Je ne pense pas que le film soit misogyne par intention (mais c'est vrai que l'histoire d'une femme kidnappée et torturée juste parce qu'elle est une femme, ça peut prêter à confusion) mais il n'en est pas moins sexiste, plus par la maladresse de sa narration que par ses intentions.
Certes le dialogue rappelle – d'une façon assez balourde – que les hommes sont toujours ceux qui excercent des violences sur les femmes et, pour ceux à qui cela aurait échappé, le plan de fin insiste bien sur le fait que l'image glamour de la féminité est la vraie prison (de façon si évidente que c'en est agaçant).

 

Et même, je veux bien admettre que le mannequin joué par Elisha Cuthbert soit prisonnière de sa beauté, de sa célébrité et de son image et que le film raconte son trajet pour s'en libérer. Mais tiens examinons un peu quelle libération nous est proposée. Simone de Beauvoir, Mary Wollstonecraft, Clara Zetkin, tenez vous-bien ! voici le secret de la libération féminine par Larry Cohen…

Dans l'exposition, Elisha Cuthbert explique en interview que pour elle, il n'y a pas d'homme idéal
("mister right" en V.O.) et qu'elle a peur du nor. Et on se doute bien que la première déclaration est un peu mensongère et que la deuxième servira plus tard. On n'a pas tort d'ailleurs : lors de sa captivité, pour lutter contre sa peur du noir, le jeune mannequin rêve à voix haute qu'un homme idéal la protège.

Bien sûr, il s'avère qu'elle a un compagnon de captivité, dans la cellule voisine, qui, malgré les conditions relativement dramatiques où ils se trouvent tous deux – ou peut-être à cause d'elles – parvient à la séduire (admettons). Tout cela s'explique en réalité par le fait qu'il est un ignoble manipulateur complice du psychopathe (je vous avais prévenu : si vous n'avez pas vu le film, maintenant il est totalement gâché). Au final, Elisha Cuthbert doit donc se débrouiller toute seule pour s'en sortir (mais au fait, n'est-ce pas ce qu'elle avait fait avant dans la vie ?). Elle rampe dans les conduits d'aération et éteint la lumière pour désorienter son ex-boyfriend psychopathe (affrontant ainsi seule sa peur du noir, vous avez saisi la métaphore ?). Puis elle tue le méchant. Et là, on est sûr qu'elle est a présent libre, parce que c'est le serial killer lui-même qui nous le dit, au moment d'agoniser sur le sol (ne riez pas).
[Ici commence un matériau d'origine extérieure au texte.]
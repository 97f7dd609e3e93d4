//! Terminal chat surface: scrollback, a `Question:` prompt, streamed tokens.

use std::io::Write;

use tokio::io::{AsyncBufReadExt, BufReader};

use crate::agent::Assistant;
use crate::errors::AppError;
use crate::transcript::Transcript;

pub const GREETING: &str = "Ask a question about the YuGiOh card game!";

/// Runs the chat loop until EOF or an exit command, threading the transcript
/// through each turn and returning the final log.
pub async fn run(assistant: &Assistant, mut transcript: Transcript) -> Result<Transcript, AppError> {
    for turn in transcript.turns() {
        println!("[{}] {}", turn.role, turn.content);
    }

    let stdin = BufReader::new(tokio::io::stdin());
    let mut lines = stdin.lines();

    loop {
        print!("\nQuestion: ");
        std::io::stdout().flush()?;

        let Some(line) = lines.next_line().await? else {
            break;
        };
        let question = line.trim();
        if question.is_empty() {
            continue;
        }
        if question.eq_ignore_ascii_case("exit") || question.eq_ignore_ascii_case("quit") {
            break;
        }

        transcript = take_turn(assistant, transcript, question).await?;
    }

    Ok(transcript)
}

/// One chat turn: stream the response to stdout, report failures as chat
/// output instead of ending the session, and return the extended log.
async fn take_turn(
    assistant: &Assistant,
    transcript: Transcript,
    question: &str,
) -> Result<Transcript, AppError> {
    print!("\n[assistant] ");
    std::io::stdout().flush()?;

    let response = match assistant
        .stream_turn(question, &transcript, |token| {
            print!("{token}");
            let _ = std::io::stdout().flush();
        })
        .await
    {
        Ok(response) => response,
        Err(err) => {
            let fallback = format!("Something went wrong answering that: {err}");
            print!("{fallback}");
            tracing::error!(error = %err, "chat turn failed");
            fallback
        }
    };
    println!();

    Ok(transcript.with_exchange(question, response))
}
En fait, les psychopathes sont décidément utiles ! Ils enlèvent les femmes pour les torturer, et les manipuler, mais tout cela est justifié par le fait que, si elles survivent, cela s'avère un excellent moyen de les libérer de leur pêché (qui semble être d'utiliser leur beauté pour s'en sortir dans la vie et de faire confiance au premier manipulateur venu – heureusement tout cela peut s'arranger si elles adoptent une attitude plus virile face à la vie, et qu'elles abandonnent leurs façons perverses).
Et pour ceux qui n'aurait pas encore compris, quel est le symbole final marquant la libération de l'héroïne de cette fable navrante ? Croyez-le ou non, c'est qu'elle tire au fusil à pompe sur une affiche publicitaire qui la représente en train de vanter un parfum. Je sens qu'on avance à grand pas vers une solution contre les violences faites aux femmes.

On remarquera au passage que dans ce film, pour qu'une femme se libère par elle-même, il faut que tous les personnages masculins, sans exception, meurent violemment.

Effectivement, si c'est la seule solution, les femmes ne sont pas prêtes d'être libres.